La détermination des modèles de croissance des propriétés. Les empereurs romains pouvaient accroître leur patrimoine de nombreuses façons, mais principalement de manière passive, c'est-à-dire par des décisions volontaires de tiers (héritages, donations) ou par des aliénations forcées en vertu de la loi (confiscations). De manière assez surprenante, l'achat direct de propriétés foncières n'est pas attesté ni envisagé par les textes juridiques romains. L'empereur pouvait choisir, parmi les biens qu'il recevait, ceux qu'il garderait et ceux qu'il vendrait, mais il ne pouvait ou ne voulait apparemment pas acheter des propriétés foncières à des personnes privées ou à des communautés. Cela signifie que la compréhension des configurations locales de la propriété privée est cruciale pour déterminer les modèles de croissance du patrimonium Caesaris afin de mettre en avant ou d’écarter, pour chaque contexte, certains facteurs d'acquisition (de sénateurs condamnés, d’affranchis, d'anciens souverains, de testaments invalides du nombre croissant de citoyens romains…)

La valeur économique des propriétés. Les domaines nouvellement confisqués ou hérités étaient souvent immédiatement vendus aux enchères, mais ils pouvaient être conservés s'ils pouvaient rapporter des bénéfices au trésor impérial (le fiscus). Les raisons de conserver un domaine pouvaient donc être économiques, mais aussi politiques ou simplement personnelles. Seule une analyse contextualisée région par région permettra de comprendre la motivation la plus probable. Puisque très peu de registres fonciers ont été conservés pour l'Antiquité, une évaluation de la valeur économique du patrimonium dans une certaine région sera tentée en mettant nos preuves en relation avec d'autres facteurs, comme la taille des centres de consommation de ressources disponibles à proximité (villes, camps légionnaires, districts miniers et de carrières), l'accessibilité de ces marchés par des routes et/ou des rivières, l'occurrence d'indicateurs traditionnels de relations commerciales, comme la présence d'amphores de transport et leur forme. Nous obtiendrons ainsi une vue d'ensemble du rôle de l'empereur en tant qu'acteur économique au niveau micro-régional (régions individuelles) et macro-régional (provinces individuelles, groupes de provinces ou empire entier), ce qui nous aidera à déterminer dans quelle mesure les empereurs romains ont fait un usage conscient de leurs richesses et ont investi dans des régions qu'ils considéraient comme économiquement stratégiques.

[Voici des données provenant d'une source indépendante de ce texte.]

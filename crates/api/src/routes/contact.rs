use axum::routing::{get, post};
use axum::Router;

use crate::handlers::contact;
use crate::state::AppState;

/// Contact routes mounted at `/contact`.
///
/// ```text
/// POST /           -> submit_lead
/// GET  /options    -> list_options
/// ```
pub fn router() -> Router<AppState> {
    Router::new()
        .route("/", post(contact::submit_lead))
        .route("/options", get(contact::list_options))
}
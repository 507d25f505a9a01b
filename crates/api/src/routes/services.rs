use axum::routing::get;
use axum::Router;

use crate::handlers::services;
use crate::state::AppState;

/// Service routes mounted at `/services`.
///
/// ```text
/// GET /          -> list_services
/// GET /{slug}    -> get_service
/// ```
pub fn router() -> Router<AppState> {
    Router::new()
        .route("/", get(services::list_services))
        .route("/{slug}", get(services::get_service))
}
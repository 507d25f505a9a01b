use axum::extract::State;
use axum::{routing::get, Json, Router};
use serde::Serialize;

use crate::state::AppState;

/// Health check response payload.
#[derive(Serialize)]
#[serde(rename_all = "camelCase")]
pub struct HealthResponse {
    /// Overall service status.
    pub status: &'static str,
    /// Crate version from Cargo.toml.
    pub version: &'static str,
    /// Number of case studies loaded.
    pub case_studies: usize,
    /// Number of services loaded.
    pub services: usize,
}

/// GET /health -- returns service status and catalog size.
async fn health_check(State(state): State<AppState>) -> Json<HealthResponse> {
    Json(HealthResponse {
        status: "ok",
        version: env!("CARGO_PKG_VERSION"),
        case_studies: state.catalog.case_studies().len(),
        services: state.catalog.services().len(),
    })
}

/// Mount health check routes (intended for root-level, NOT under `/api/v1`).
pub fn router() -> Router<AppState> {
    Router::new().route("/health", get(health_check))
}
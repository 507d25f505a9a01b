//! Read-only catalog of case studies, services, and about-page content.
//!
//! The content ships as JSON documents embedded at compile time and is parsed
//! once into a [`Catalog`]. Loading enforces that slugs and ids are unique so
//! every slug lookup has at most one answer.

pub mod about;
pub mod case_study;
pub mod filter;
pub mod service;

use std::collections::{BTreeSet, HashSet};

use serde::de::DeserializeOwned;

use crate::error::CoreError;

pub use about::{CompanyValue, ProcessStep, TeamMember};
pub use case_study::{CaseStudy, CaseStudyImages, CaseStudySummary, ResultMetric, Testimonial};
pub use filter::{PortfolioFilter, FILTER_ALL};
pub use service::Service;

/// How many related projects a case study detail page shows.
pub const RELATED_PROJECTS_LIMIT: usize = 3;

const CASE_STUDIES_JSON: &str = include_str!("../../data/case_studies.json");
const SERVICES_JSON: &str = include_str!("../../data/services.json");
const TEAM_MEMBERS_JSON: &str = include_str!("../../data/team_members.json");
const PROCESS_STEPS_JSON: &str = include_str!("../../data/process_steps.json");
const COMPANY_VALUES_JSON: &str = include_str!("../../data/company_values.json");

/// Immutable, process-wide site content.
#[derive(Debug, Clone)]
pub struct Catalog {
    case_studies: Vec<CaseStudy>,
    services: Vec<Service>,
    team_members: Vec<TeamMember>,
    process_steps: Vec<ProcessStep>,
    company_values: Vec<CompanyValue>,
}

impl Catalog {
    /// Parse the embedded content documents.
    pub fn load() -> Result<Self, CoreError> {
        Self::from_parts(
            parse("case_studies", CASE_STUDIES_JSON)?,
            parse("services", SERVICES_JSON)?,
            parse("team_members", TEAM_MEMBERS_JSON)?,
            parse("process_steps", PROCESS_STEPS_JSON)?,
            parse("company_values", COMPANY_VALUES_JSON)?,
        )
    }

    /// Build a catalog from already-parsed collections.
    ///
    /// Fails if any collection repeats an id, or if case studies or services
    /// repeat a slug.
    pub fn from_parts(
        case_studies: Vec<CaseStudy>,
        services: Vec<Service>,
        team_members: Vec<TeamMember>,
        process_steps: Vec<ProcessStep>,
        company_values: Vec<CompanyValue>,
    ) -> Result<Self, CoreError> {
        ensure_unique("case study slug", case_studies.iter().map(|c| c.slug.as_str()))?;
        ensure_unique("case study id", case_studies.iter().map(|c| c.id.as_str()))?;
        ensure_unique("service slug", services.iter().map(|s| s.slug.as_str()))?;
        ensure_unique("service id", services.iter().map(|s| s.id.as_str()))?;
        ensure_unique("team member id", team_members.iter().map(|m| m.id.as_str()))?;
        ensure_unique("process step id", process_steps.iter().map(|p| p.id.as_str()))?;
        ensure_unique("company value id", company_values.iter().map(|v| v.id.as_str()))?;

        Ok(Self {
            case_studies,
            services,
            team_members,
            process_steps,
            company_values,
        })
    }

    // -- Case studies --

    pub fn case_studies(&self) -> &[CaseStudy] {
        &self.case_studies
    }

    pub fn find_case_study(&self, slug: &str) -> Option<&CaseStudy> {
        self.case_studies.iter().find(|c| c.slug == slug)
    }

    /// Featured case studies in collection order.
    pub fn featured_case_studies(&self) -> Vec<&CaseStudy> {
        self.case_studies.iter().filter(|c| c.featured).collect()
    }

    /// Up to `limit` other case studies in the same industry as `slug`, in
    /// collection order. Empty when `slug` is unknown.
    pub fn related_case_studies(&self, slug: &str, limit: usize) -> Vec<&CaseStudy> {
        let Some(study) = self.find_case_study(slug) else {
            return Vec::new();
        };
        self.case_studies
            .iter()
            .filter(|c| c.industry == study.industry && c.slug != study.slug)
            .take(limit)
            .collect()
    }

    /// Distinct industries across all case studies, sorted ascending.
    pub fn industries(&self) -> Vec<&str> {
        distinct_sorted(self.case_studies.iter().map(|c| c.industry.as_str()))
    }

    /// Distinct project types across all case studies, sorted ascending.
    pub fn project_types(&self) -> Vec<&str> {
        distinct_sorted(self.case_studies.iter().map(|c| c.project_type.as_str()))
    }

    /// Case studies visible under `filter`, in collection order.
    pub fn filter_case_studies(&self, filter: &PortfolioFilter) -> Vec<&CaseStudy> {
        if filter.is_unfiltered() {
            return self.case_studies.iter().collect();
        }
        self.case_studies
            .iter()
            .filter(|c| filter.matches(c))
            .collect()
    }

    // -- Services --

    pub fn services(&self) -> &[Service] {
        &self.services
    }

    pub fn find_service(&self, slug: &str) -> Option<&Service> {
        self.services.iter().find(|s| s.slug == slug)
    }

    // -- About --

    pub fn team_members(&self) -> &[TeamMember] {
        &self.team_members
    }

    pub fn process_steps(&self) -> &[ProcessStep] {
        &self.process_steps
    }

    pub fn company_values(&self) -> &[CompanyValue] {
        &self.company_values
    }
}

fn parse<T: DeserializeOwned>(name: &str, raw: &str) -> Result<Vec<T>, CoreError> {
    serde_json::from_str(raw).map_err(|e| CoreError::Catalog(format!("{name}: {e}")))
}

fn ensure_unique<'a>(
    what: &str,
    keys: impl Iterator<Item = &'a str>,
) -> Result<(), CoreError> {
    let mut seen = HashSet::new();
    for key in keys {
        if !seen.insert(key) {
            return Err(CoreError::Catalog(format!("duplicate {what} '{key}'")));
        }
    }
    Ok(())
}

fn distinct_sorted<'a>(values: impl Iterator<Item = &'a str>) -> Vec<&'a str> {
    values.collect::<BTreeSet<_>>().into_iter().collect()
}

// ---------------------------------------------------------------------------
// Tests
// ---------------------------------------------------------------------------
use axum::routing::{get, post};
use axum::Router;

use crate::handlers::theme;
use crate::state::AppState;

/// Color scheme routes mounted at `/theme`.
///
/// ```text
/// GET  /          -> get_theme
/// PUT  /          -> update_theme
/// POST /toggle    -> toggle_theme
/// ```
pub fn router() -> Router<AppState> {
    Router::new()
        .route("/", get(theme::get_theme).put(theme::update_theme))
        .route("/toggle", post(theme::toggle_theme))
}
use serde::{Deserialize, Serialize};

use crate::types::{EntityId, Slug};

/// A service offering shown on the services page.
#[derive(Debug, Clone, PartialEq, Eq, Serialize, Deserialize)]
#[serde(rename_all = "camelCase")]
pub struct Service {
    pub id: EntityId,
    pub title: String,
    pub slug: Slug,
    pub icon: String,
    pub short_description: String,
    pub full_description: String,
    pub features: Vec<String>,
    pub use_cases: Vec<String>,
    pub deliverables: Vec<String>,
    #[serde(default, skip_serializing_if = "Option::is_none")]
    pub price_range: Option<String>,
}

L'administration du patrimonium Caesaris. Ce sujet a pendant longtemps attiré l’attention des chercheurs. Néanmoins, grâce aux résultats des autres axes de recherche, il sera possible d’aborder la question de manière renouvelée, en comprenant les subdivisions régionales et sous-régionales en fonction non seulement de la taille des propriétés, mais aussi de leur pertinence pour les marchés locaux les plus importants. Une meilleure compréhension des différents contextes pratiques de l'administration nous permettra de voir dans quelle mesure les conséquences du double rôle de l'empereur, acteur économique et souverain, ont pu être perceptibles.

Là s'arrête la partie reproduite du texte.